Maybe you should have.

There are more good or great running backs in NFL history, present and past, that have a K in their name than any other letter, according to a new research report released today by the Sammy Sportface Syndication Network.

In the modern game, you’ve got Alvin Karama Kareem Hunt, Derrick Henry, and Rex Burkhead. In the past, there were these guys: Erik Dickerson, Mark Ingram, Christian Okoye, Leroy Kelly, Ed Podolak, Jim Kiick, Larry Csonka, and Chuck Foreman.

There are a few others who have been good or still are good and use a “C” rather than K in their names: Corey Dillon, Christian McCaffrey, Curtis My Favorite Martin, and Roger Craig.

In each case, the names of these guys are pronounced with a hard “C” sound that sounds like a “K.” So they make the cut. 

Does any of this matter?

Of course, it does. 

If you’re a parent with a kid on the way and you want him to be an NFL running back and make millions of dollars a year, you better make sure he’s got a K in his first or last name.

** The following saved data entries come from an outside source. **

//! Integer entry field driven by the rotary encoder.
//!
//! A touch arms the field: it inverts, then encoder detents adjust the
//! value between the configured limits while the border blinks. Another
//! touch commits and emits the value. On panels without an encoder the
//! field just emits a press event; the application responds by opening
//! the numeric keypad.

use embedded_graphics::pixelcolor::Rgb565;

use crate::ui::gfx::{Datum, FontId, Rect};
use crate::ui::widget::{Widget, WidgetCore};
use crate::ui::{palette, Clock, Gfx, TouchDigitizer, Ui, UiEvent, WidgetTag};

use core::fmt::Write;
use heapless::String;

pub struct EncoderEntry {
    core: WidgetCore,
    value: i32,
    min: i32,
    max: i32,
}

impl EncoderEntry {
    pub fn new() -> Self {
        Self {
            core: WidgetCore::new(),
            value: 0,
            min: 0,
            max: 999,
        }
    }

    pub fn init(
        &mut self,
        rect: Rect,
        border: Rgb565,
        bg: Rgb565,
        text: Rgb565,
        border_width: i32,
        font: FontId,
    ) {
        self.core.rect = rect;
        self.core.colors.border = border;
        self.core.colors.bg = bg;
        self.core.colors.text = text;
        self.core.border_width = border_width;
        self.core.font = font;
        self.core.label_datum = Datum::TopCentre;
        self.value = 0;
    }

    pub fn set_action(&mut self, tag: WidgetTag) {
        self.core.tag = Some(tag);
    }

    pub fn set_label(&mut self, label: &str) {
        self.core.set_label(label);
    }

    pub fn set_limits(&mut self, min: i32, max: i32) {
        self.min = min;
        self.max = max;
    }

    pub fn value(&self) -> i32 {
        self.value
    }

    pub fn set_value(&mut self, gfx: &mut impl Gfx, value: i32, redraw: bool) {
        self.value = value.clamp(self.min, self.max);
        if redraw {
            self.draw(gfx, false);
        }
    }

    fn draw_frame(&self, gfx: &mut impl Gfx, color: Rgb565) {
        for i in 0..self.core.border_width {
            gfx.draw_rect(self.core.rect.inset(i), color);
        }
    }

    fn draw(&mut self, gfx: &mut impl Gfx, inverse: bool) {
        if !self.core.can_draw() {
            return;
        }
        let (mut text_c, mut bg_c, border_c) = if self.core.active {
            (
                self.core.colors.text,
                self.core.colors.bg,
                self.core.colors.border,
            )
        } else {
            (palette::DARK_GREY, palette::BLACK, palette::GREY)
        };
        if inverse {
            core::mem::swap(&mut text_c, &mut bg_c);
        }
        let r = self.core.rect;
        self.draw_frame(gfx, border_c);
        gfx.fill_rect(r.inset(self.core.border_width), bg_c);

        if !self.core.label.is_empty() {
            let (cx, cy) = r.center();
            match self.core.label_datum {
                Datum::TopCentre => gfx.draw_text(
                    &self.core.label,
                    cx + self.core.label_dx,
                    r.y + self.core.label_dy - 2,
                    FontId::Body,
                    Datum::BottomCentre,
                    border_c,
                    Some(palette::BLACK),
                ),
                Datum::BottomCentre => gfx.draw_text(
                    &self.core.label,
                    cx + self.core.label_dx,
                    r.y + self.core.label_dy + r.h + 2,
                    FontId::Body,
                    Datum::TopCentre,
                    border_c,
                    Some(palette::BLACK),
                ),
                datum => gfx.draw_text(
                    &self.core.label,
                    r.x + self.core.label_dx - 2,
                    cy + self.core.label_dy,
                    FontId::Body,
                    datum,
                    border_c,
                    Some(palette::BLACK),
                ),
            }
        }

        let mut text: String<12> = String::new();
        let _ = write!(text, "{}", self.value);
        gfx.draw_text(
            &text,
            r.x + self.core.border_width + 4,
            r.y + r.h / 2 - 1,
            self.core.font,
            Datum::MiddleLeft,
            text_c,
            Some(bg_c),
        );
    }
}

impl Default for EncoderEntry {
    fn default() -> Self {
        Self::new()
    }
}

impl Widget for EncoderEntry {
    fn core(&self) -> &WidgetCore {
        &self.core
    }

    fn core_mut(&mut self) -> &mut WidgetCore {
        &mut self.core
    }

    fn redraw<G: Gfx, T: TouchDigitizer, C: Clock>(&mut self, ui: &mut Ui<G, T, C>, active: bool) {
        self.core.active = active;
        self.draw(&mut ui.gfx, false);
    }

    fn check_pressed<G: Gfx, T: TouchDigitizer, C: Clock>(
        &mut self,
        ui: &mut Ui<G, T, C>,
        wait_released: bool,
    ) -> bool {
        if !self.core.enabled {
            return false;
        }
        let snap = ui.touch.snapshot();
        if !(self.core.accepts_touch() && snap.pressed && self.core.contains(snap.x, snap.y)) {
            return false;
        }

        if !ui.config.has_encoder {
            // keypad fallback handled by the application
            if let Some(tag) = self.core.tag {
                ui.events.push(UiEvent::Pressed { tag });
            }
            if wait_released {
                ui.touch.wait_released(&ui.clock);
            }
            return true;
        }

        // Encoder adjustment sub-loop: owns the input until the next touch.
        self.draw(&mut ui.gfx, true);
        ui.clock.delay_ms(50);
        ui.touch.wait_released(&ui.clock);
        ui.touch.reset_enc_delta();
        let mut blink = false;
        let mut blink_time = ui.clock.now_ms();
        loop {
            let delta = ui.touch.enc_delta(false);
            if delta != 0 {
                self.value = (self.value + delta).clamp(self.min, self.max);
                self.draw(&mut ui.gfx, true);
            }
            let now = ui.clock.now_ms();
            if now.wrapping_sub(blink_time) > 250 {
                blink_time = now;
                let frame = if blink {
                    self.core.colors.border
                } else {
                    palette::BLACK
                };
                self.draw_frame(&mut ui.gfx, frame);
                blink = !blink;
            }
            ui.gfx.present();
            if ui.touch.poll().pressed {
                break;
            }
            ui.clock.delay_ms(10);
        }
        self.draw(&mut ui.gfx, false);
        ui.touch.wait_released(&ui.clock);
        if let Some(tag) = self.core.tag {
            ui.events.push(UiEvent::ValueChanged {
                tag,
                value: self.value,
            });
        }
        true
    }
}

So if your family name doesn’t have a K in its last name, you better start thinking about giving little junior one of these first names:

Kevin, Kyle, Kenneth, Keith, Khalil, Kurt, Kieran, Kenny, Keanu, Karl, Keenan, Kipp, Kiefer, Kurtis, Ken, Killian, Kamal, Karim, Kiley, Kellan, Kameron, Keagan, Keegan, Keene, Kenton, Kenner, Kofi, Kristof, Keelan, Kerry, Kade, Kalani, and Kendall.

If none of these arouse you, you could also consider Kesegowaase although to be blunt it’s an unusual name and would be hard to spell for anyone who comes in contact with your son Kesegowaase.

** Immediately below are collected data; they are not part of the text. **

//! End-to-end panel scenarios: scripted touches through the full
//! dispatch / event / page-transition path.

use panelmeter_core::app::PanelApp;
use panelmeter_core::config::PanelConfig;
use panelmeter_core::mocks::{test_ui, CountingGfx, MemoryStore, ScriptedTouch, TestClock};
use panelmeter_core::pages::InstrState;
use panelmeter_core::sampling::SamplePair;
use panelmeter_core::settings::Settings;
use panelmeter_core::ui::Ui;

type TestUi = Ui<CountingGfx, ScriptedTouch, TestClock>;

fn idle_tick(app: &mut PanelApp, ui: &mut TestUi, store: &mut MemoryStore) {
    app.tick(ui, store, SamplePair::default(), false);
}

#[test]
fn wipe_setup_tab_exit_round_trip() {
    // one press per tick: two held samples then release
    let script = ScriptedTouch::new(&[
        // t1: right wipe zone
        Some((300, 100)),
        Some((300, 100)),
        None,
        // t2: idle
        None,
        // t3: setup button
        Some((160, 218)),
        Some((160, 218)),
        None,
        // t4: second tab
        Some((160, 220)),
        Some((160, 220)),
        None,
        // t5: exit button
        Some((250, 60)),
        Some((250, 60)),
        None,
    ]);
    let mut ui = test_ui(script, PanelConfig::default());
    let mut store = MemoryStore::new();
    let mut app = PanelApp::new(Settings::default(), &PanelConfig::default());

    app.start(&mut ui);
    assert_eq!(app.state(), InstrState::Meter);

    idle_tick(&mut app, &mut ui, &mut store); // wipe
    assert_eq!(app.state(), InstrState::Bargraph);

    idle_tick(&mut app, &mut ui, &mut store); // idle
    assert_eq!(app.state(), InstrState::Bargraph);

    idle_tick(&mut app, &mut ui, &mut store); // setup button
    assert_eq!(app.state(), InstrState::Setup);

    idle_tick(&mut app, &mut ui, &mut store); // tab press stays on setup
    assert_eq!(app.state(), InstrState::Setup);

    idle_tick(&mut app, &mut ui, &mut store); // exit
    assert_eq!(app.state(), InstrState::Meter);
}

#[test]
fn range_switch_updates_settings() {
    let script = ScriptedTouch::new(&[Some((38, 218)), Some((38, 218)), None]);
    let mut ui = test_ui(script, PanelConfig::default());
    let mut store = MemoryStore::new();
    let mut app = PanelApp::new(Settings::default(), &PanelConfig::default());
    app.start(&mut ui);

    assert!(!app.settings().amp_hi_range_on);
    idle_tick(&mut app, &mut ui, &mut store);
    assert!(app.settings().amp_hi_range_on);
    assert_eq!(app.settings().amp_range_idx, 3);
}

#[test]
fn save_button_writes_the_settings_record() {
    let script = ScriptedTouch::new(&[
        // open setup
        Some((160, 218)),
        Some((160, 218)),
        None,
        // press SAVE
        Some((250, 25)),
        Some((250, 25)),
        None,
    ]);
    let mut ui = test_ui(script, PanelConfig::default());
    let mut store = MemoryStore::new();
    let mut app = PanelApp::new(Settings::default(), &PanelConfig::default());
    app.start(&mut ui);

    idle_tick(&mut app, &mut ui, &mut store);
    assert_eq!(app.state(), InstrState::Setup);
    idle_tick(&mut app, &mut ui, &mut store);
    assert_eq!(store.save_count, 1);
    let saved = Settings::from_bytes(store.saved.as_ref().unwrap()).unwrap();
    assert_eq!(&saved, app.settings());
}

#[test]
fn numeric_tap_swaps_the_measurement_channels() {
    let script = ScriptedTouch::new(&[Some((250, 210)), Some((250, 210)), None]);
    let mut ui = test_ui(script, PanelConfig::default());
    let mut store = MemoryStore::new();
    let mut app = PanelApp::new(Settings::default(), &PanelConfig::default());
    app.start(&mut ui);

    // tapping the secondary readout re-initializes the meter page for the
    // other channel; the page itself stays
    idle_tick(&mut app, &mut ui, &mut store);
    assert_eq!(app.state(), InstrState::Meter);
}
#![no_std]
#![no_main]
#![deny(
    clippy::mem_forget,
    reason = "mem::forget is generally not safe to do with esp_hal types, especially those \
    holding buffers for the duration of a data transfer."
)]

use embassy_executor::Spawner;
use embassy_time::{Duration, Instant, Timer};
use esp_hal::analog::adc::{Adc, AdcConfig, Attenuation};
use esp_hal::clock::CpuClock;
use esp_hal::gpio::{Input, InputConfig, Level, Output, OutputConfig, Pull};
use esp_hal::spi::master::{Config as SpiConfig, Spi};
use esp_hal::time::Rate;
use esp_hal::timer::timg::TimerGroup;
use rtt_target::rprintln;

use embedded_hal_bus::spi::ExclusiveDevice;
use mipidsi::interface::SpiInterface;
use mipidsi::options::{ColorInversion, Orientation, Rotation};
use mipidsi::{models::ILI9341Rgb565, Builder as MipidsiBuilder};

use panelmeter_core::app::PanelApp;
use panelmeter_core::config::PanelConfig;
use panelmeter_core::modal::{DialogBox, DialogIcon};
use panelmeter_core::sampling::convert_pair;
use panelmeter_core::settings::{Settings, SettingsStore};
use panelmeter_core::ui::gfx::Gfx;
use panelmeter_core::ui::{EncoderCounter, EncoderSampler, TouchProvider, Ui};

use panelmeter_firmware::clock::SystemClock;
use panelmeter_firmware::flash_store::FlashStore;
use panelmeter_firmware::screen::Screen;
use panelmeter_firmware::xpt2046::Xpt2046;

/// Fitted hardware; flip when the rotary encoder is populated.
const HAS_ENCODER: bool = false;

/// Flash offset of the settings record (inside the reserved data
/// partition, clear of the app image).
const SETTINGS_FLASH_OFFSET: u32 = 0x9000;

/// Main loop cadence; the scope takes every second sample.
const UPDATE_PERIOD_MS: u64 = 35;
const SCOPE_PERIOD_MS: u64 = 70;

#[panic_handler]
fn panic(info: &core::panic::PanicInfo) -> ! {
    rtt_target::rprintln!("PANIC: {}", info);
    loop {}
}

extern crate alloc;

// This creates a default app-descriptor required by the esp-idf bootloader.
esp_bootloader_esp_idf::esp_app_desc!();

/// Encoder counter shared with the sampling task.
static ENCODER: EncoderCounter = EncoderCounter::new();

/// Quadrature sampling at 2 ms; nothing but pin reads and a counter add
/// happens here, the display bus timing must not be disturbed.
#[embassy_executor::task]
async fn encoder_task(enc_a: Input<'static>, enc_b: Input<'static>) {
    let mut sampler = EncoderSampler::new();
    loop {
        let now = Instant::now().as_millis() as u32;
        let step = sampler.sample(enc_a.is_high(), enc_b.is_high(), now);
        if step != 0 {
            ENCODER.add(step);
        }
        Timer::after(Duration::from_millis(2)).await;
    }
}

#[allow(
    clippy::large_stack_frames,
    reason = "it's not unusual to allocate larger buffers etc. in main"
)]
#[esp_rtos::main]
async fn main(spawner: Spawner) -> ! {
    rtt_target::rtt_init_print!();

    let config = esp_hal::Config::default().with_cpu_clock(CpuClock::max());
    let peripherals = esp_hal::init(config);

    esp_alloc::heap_allocator!(size: 160 * 1024);

    let timg0 = TimerGroup::new(peripherals.TIMG0);
    esp_rtos::start(timg0.timer0);

    rprintln!("Embassy initialized!");

    // Display: ILI9341 over SPI2, CYD pin mapping.
    let spi_bus = Spi::new(
        peripherals.SPI2,
        SpiConfig::default().with_frequency(Rate::from_mhz(40)),
    )
    .unwrap()
    .with_sck(peripherals.GPIO14)
    .with_mosi(peripherals.GPIO13)
    .with_miso(peripherals.GPIO12);
    let display_cs = Output::new(peripherals.GPIO15, Level::High, OutputConfig::default());
    let spi_device = ExclusiveDevice::new_no_delay(spi_bus, display_cs).unwrap();
    let dc = Output::new(peripherals.GPIO2, Level::Low, OutputConfig::default());
    let mut spi_buffer = [0u8; 512];
    let di = SpiInterface::new(spi_device, dc, &mut spi_buffer);
    let display = MipidsiBuilder::new(ILI9341Rgb565, di)
        .display_size(240, 320)
        .orientation(Orientation::new().rotate(Rotation::Deg90))
        .invert_colors(ColorInversion::Normal)
        .init(&mut embassy_time::Delay)
        .expect("Failed to initialize display");
    let mut backlight = Output::new(peripherals.GPIO21, Level::Low, OutputConfig::default());
    backlight.set_high();

    rprintln!("Display initialized!");

    // Touch digitizer: XPT2046 on its own SPI bus.
    let touch_spi = Spi::new(
        peripherals.SPI3,
        SpiConfig::default().with_frequency(Rate::from_mhz(2)),
    )
    .unwrap()
    .with_sck(peripherals.GPIO25)
    .with_mosi(peripherals.GPIO32)
    .with_miso(peripherals.GPIO39);
    let touch_cs = Output::new(peripherals.GPIO33, Level::High, OutputConfig::default());
    let touch_device = ExclusiveDevice::new_no_delay(touch_spi, touch_cs).unwrap();
    let touch = Xpt2046::new(touch_device);

    // ADC inputs: amps on GPIO35, volts on GPIO34.
    let mut adc_config = AdcConfig::new();
    let mut amps_pin = adc_config.enable_pin(peripherals.GPIO35, Attenuation::_11dB);
    let mut volts_pin = adc_config.enable_pin(peripherals.GPIO34, Attenuation::_11dB);
    let mut adc = Adc::new(peripherals.ADC1, adc_config);

    if HAS_ENCODER {
        let enc_a = Input::new(
            peripherals.GPIO22,
            InputConfig::default().with_pull(Pull::Up),
        );
        let enc_b = Input::new(
            peripherals.GPIO27,
            InputConfig::default().with_pull(Pull::Up),
        );
        spawner.spawn(encoder_task(enc_a, enc_b)).ok();
    }

    let panel_config = PanelConfig {
        has_encoder: HAS_ENCODER,
        ..PanelConfig::default()
    };
    let mut ui = Ui::new(
        Screen::new(display),
        TouchProvider::new(touch, &ENCODER),
        SystemClock,
        panel_config,
    );

    // Settings: flash record, defaults on first boot.
    let mut store = FlashStore::new(SETTINGS_FLASH_OFFSET);
    let settings = match store.load() {
        Ok(s) => s,
        Err(err) => {
            rprintln!("settings unavailable ({:?}), using defaults", err);
            DialogBox::modal(
                &mut ui,
                "No stored settings",
                "Defaults loaded",
                DialogIcon::Info,
                false,
            );
            Settings::default()
        }
    };

    let mut app = PanelApp::new(settings, &panel_config);
    app.start(&mut ui);
    ui.gfx.present();

    rprintln!("Panel running");

    let mut last_scope = Instant::now();
    loop {
        let raw_amps = nb::block!(adc.read_oneshot(&mut amps_pin)).unwrap_or(0) as i32;
        let raw_volts = nb::block!(adc.read_oneshot(&mut volts_pin)).unwrap_or(0) as i32;
        let samples = convert_pair(raw_amps, raw_volts, app.settings());

        let scope_tick = last_scope.elapsed() >= Duration::from_millis(SCOPE_PERIOD_MS);
        if scope_tick {
            last_scope = Instant::now();
        }

        app.tick(&mut ui, &mut store, samples, scope_tick);
        ui.gfx.present();

        Timer::after(Duration::from_millis(UPDATE_PERIOD_MS)).await;
    }
}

Another possibility — though not recommended — would be the name Kryzsztof. You have to know going in, however, that this name is wicked hard to spell and just plain difficult to get your head around visually mentally. It begs to be spelled Kristoph. Plus NFL linebackers will love smashing your kid if he makes it to the league as running back.

Image the defenses in film rooms getting ready to play against your son. “Can’t wait to crack Kryzsztof this Sunday,” every opposing linebacker would say.

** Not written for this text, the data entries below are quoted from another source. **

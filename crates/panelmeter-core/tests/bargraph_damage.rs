//! Partial-redraw guarantees of the bargraph, verified by counting draw
//! calls on the mock display.

use panelmeter_core::meter::{Bargraph, Orientation};
use panelmeter_core::mocks::CountingGfx;
use panelmeter_core::ui::gfx::Rect;
use panelmeter_core::ui::integrator::PeakDecay;
use panelmeter_core::ui::palette;

fn bargraph(orientation: Orientation) -> (Bargraph, CountingGfx) {
    let mut gfx = CountingGfx::new();
    let mut bar = Bargraph::new(orientation, PeakDecay::Exponential);
    bar.init(Rect::new(0, 30, 320, 55));
    bar.set_range(&mut gfx, 3, palette::GREEN, false);
    (bar, gfx)
}

#[test]
fn unchanged_update_issues_no_draw_calls() {
    let (mut bar, mut gfx) = bargraph(Orientation::Horizontal);
    // settle: first update may move the peak bookkeeping
    bar.update(&mut gfx, 0.0, -1.0, false);
    gfx.clear();

    bar.update(&mut gfx, 0.0, -1.0, false);
    assert_eq!(gfx.op_count(), 0, "no-op update touched the display");
    bar.update(&mut gfx, 0.0, -1.0, false);
    assert_eq!(gfx.op_count(), 0);
}

#[test]
fn sub_pixel_level_changes_are_swallowed() {
    let (mut bar, mut gfx) = bargraph(Orientation::Horizontal);
    // drive to a steady mid-scale value
    for _ in 0..200 {
        bar.update(&mut gfx, 0.5, -1.0, false);
    }
    gfx.clear();
    // a wiggle below one pixel of bar length must not repaint
    bar.update(&mut gfx, 0.5005, -1.0, false);
    bar.update(&mut gfx, 0.4995, -1.0, false);
    assert_eq!(gfx.op_count(), 0);
}

#[test]
fn over_and_under_range_clamp_to_the_ends() {
    let (mut bar_hi, mut gfx_hi) = bargraph(Orientation::Horizontal);
    let (mut bar_one, mut gfx_one) = bargraph(Orientation::Horizontal);
    for _ in 0..50 {
        bar_hi.update(&mut gfx_hi, 1.5, -1.0, false);
        bar_one.update(&mut gfx_one, 1.0, -1.0, false);
    }
    assert_eq!(gfx_hi.ops, gfx_one.ops, "overrange drew differently");

    let (mut bar_lo, mut gfx_lo) = bargraph(Orientation::Horizontal);
    let (mut bar_zero, mut gfx_zero) = bargraph(Orientation::Horizontal);
    for _ in 0..50 {
        bar_lo.update(&mut gfx_lo, -0.5, -1.0, false);
        bar_zero.update(&mut gfx_zero, 0.0, -1.0, false);
    }
    assert_eq!(gfx_lo.ops, gfx_zero.ops);
}

#[test]
fn growth_paints_only_the_delta_slice() {
    let (mut bar, mut gfx) = bargraph(Orientation::Horizontal);
    bar.update(&mut gfx, 0.0, -1.0, false);
    gfx.clear();

    bar.update(&mut gfx, 1.0, -1.0, false);
    assert!(gfx.op_count() > 0);
    // every strip drawn for the grown slice sits inside the track and is
    // nowhere near full-frame: the track is 55 px tall, so a full-frame
    // repaint would need hundreds of strips more than the delta does
    let strips = gfx
        .ops
        .iter()
        .filter(|op| matches!(op, panelmeter_core::mocks::GfxOp::HLine(..)))
        .count();
    assert!(strips > 0);
    let track_height = 19; // 55/2 - 8 - 1, strips per gradient fill
    assert!(strips <= 2 * track_height as usize + 2);
}

#[test]
fn mark_change_forces_one_full_track_repaint() {
    let (mut bar, mut gfx) = bargraph(Orientation::Horizontal);
    bar.update(&mut gfx, 0.2, -1.0, false);
    gfx.clear();

    // new mark: full background wipe plus the mark triangle
    bar.update(&mut gfx, 0.2, 0.8, false);
    assert!(gfx
        .ops
        .iter()
        .any(|op| matches!(op, panelmeter_core::mocks::GfxOp::FillTriangle(..))));
    let after_mark = gfx.op_count();
    assert!(after_mark > 0);

    // and the same mark again goes back to incremental updates
    gfx.clear();
    for _ in 0..200 {
        bar.update(&mut gfx, 0.2, 0.8, false);
    }
    bar.update(&mut gfx, 0.2, 0.8, false);
    let settled = gfx.op_count();
    gfx.clear();
    bar.update(&mut gfx, 0.2, 0.8, false);
    assert_eq!(gfx.op_count(), 0, "settled update repainted ({settled} ops before)");
}

#[test]
fn peak_indicator_erases_old_position() {
    let mut gfx = CountingGfx::new();
    let mut bar = Bargraph::new(Orientation::Horizontal, PeakDecay::Exponential);
    bar.init(Rect::new(0, 30, 320, 55));
    bar.set_range(&mut gfx, 3, palette::GREEN, true);
    // spike then silence: the peak must fall, drawing red markers lower
    // each frame
    bar.update(&mut gfx, 1.0, -1.0, false);
    gfx.clear();
    for _ in 0..20 {
        bar.update(&mut gfx, 0.0, -1.0, false);
    }
    let red_lines = gfx
        .ops
        .iter()
        .filter(
            |op| matches!(op, panelmeter_core::mocks::GfxOp::VLine(_, _, _, c) if *c == palette::RED),
        )
        .count();
    assert!(red_lines > 0, "decaying peak never redrew its indicator");
}

#[test]
fn vertical_bargraph_shares_the_fast_path() {
    let mut gfx = CountingGfx::new();
    let mut bar = Bargraph::new(Orientation::Vertical, PeakDecay::Exponential);
    bar.init(Rect::new(250, 0, 70, 200));
    bar.set_range(&mut gfx, 3, palette::GREEN, false);
    bar.update(&mut gfx, 0.0, -1.0, false);
    gfx.clear();
    bar.update(&mut gfx, 0.0, -1.0, false);
    assert_eq!(gfx.op_count(), 0);
}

There are other ways to solve your problem. Just call your kid Rick or Buck or Mack. Mack would be the best of these three because you want your kid to run the ball like a Mack Truck and not some slow and afraid kid named Rick. Buck would have an annoying habit of insisting on playing the game his own way instead of the way the team needs him to play. Buck would be destined to buck the system.

You could name your son kaleidoscope but that would raise more questions than it would answer especially about his eyes.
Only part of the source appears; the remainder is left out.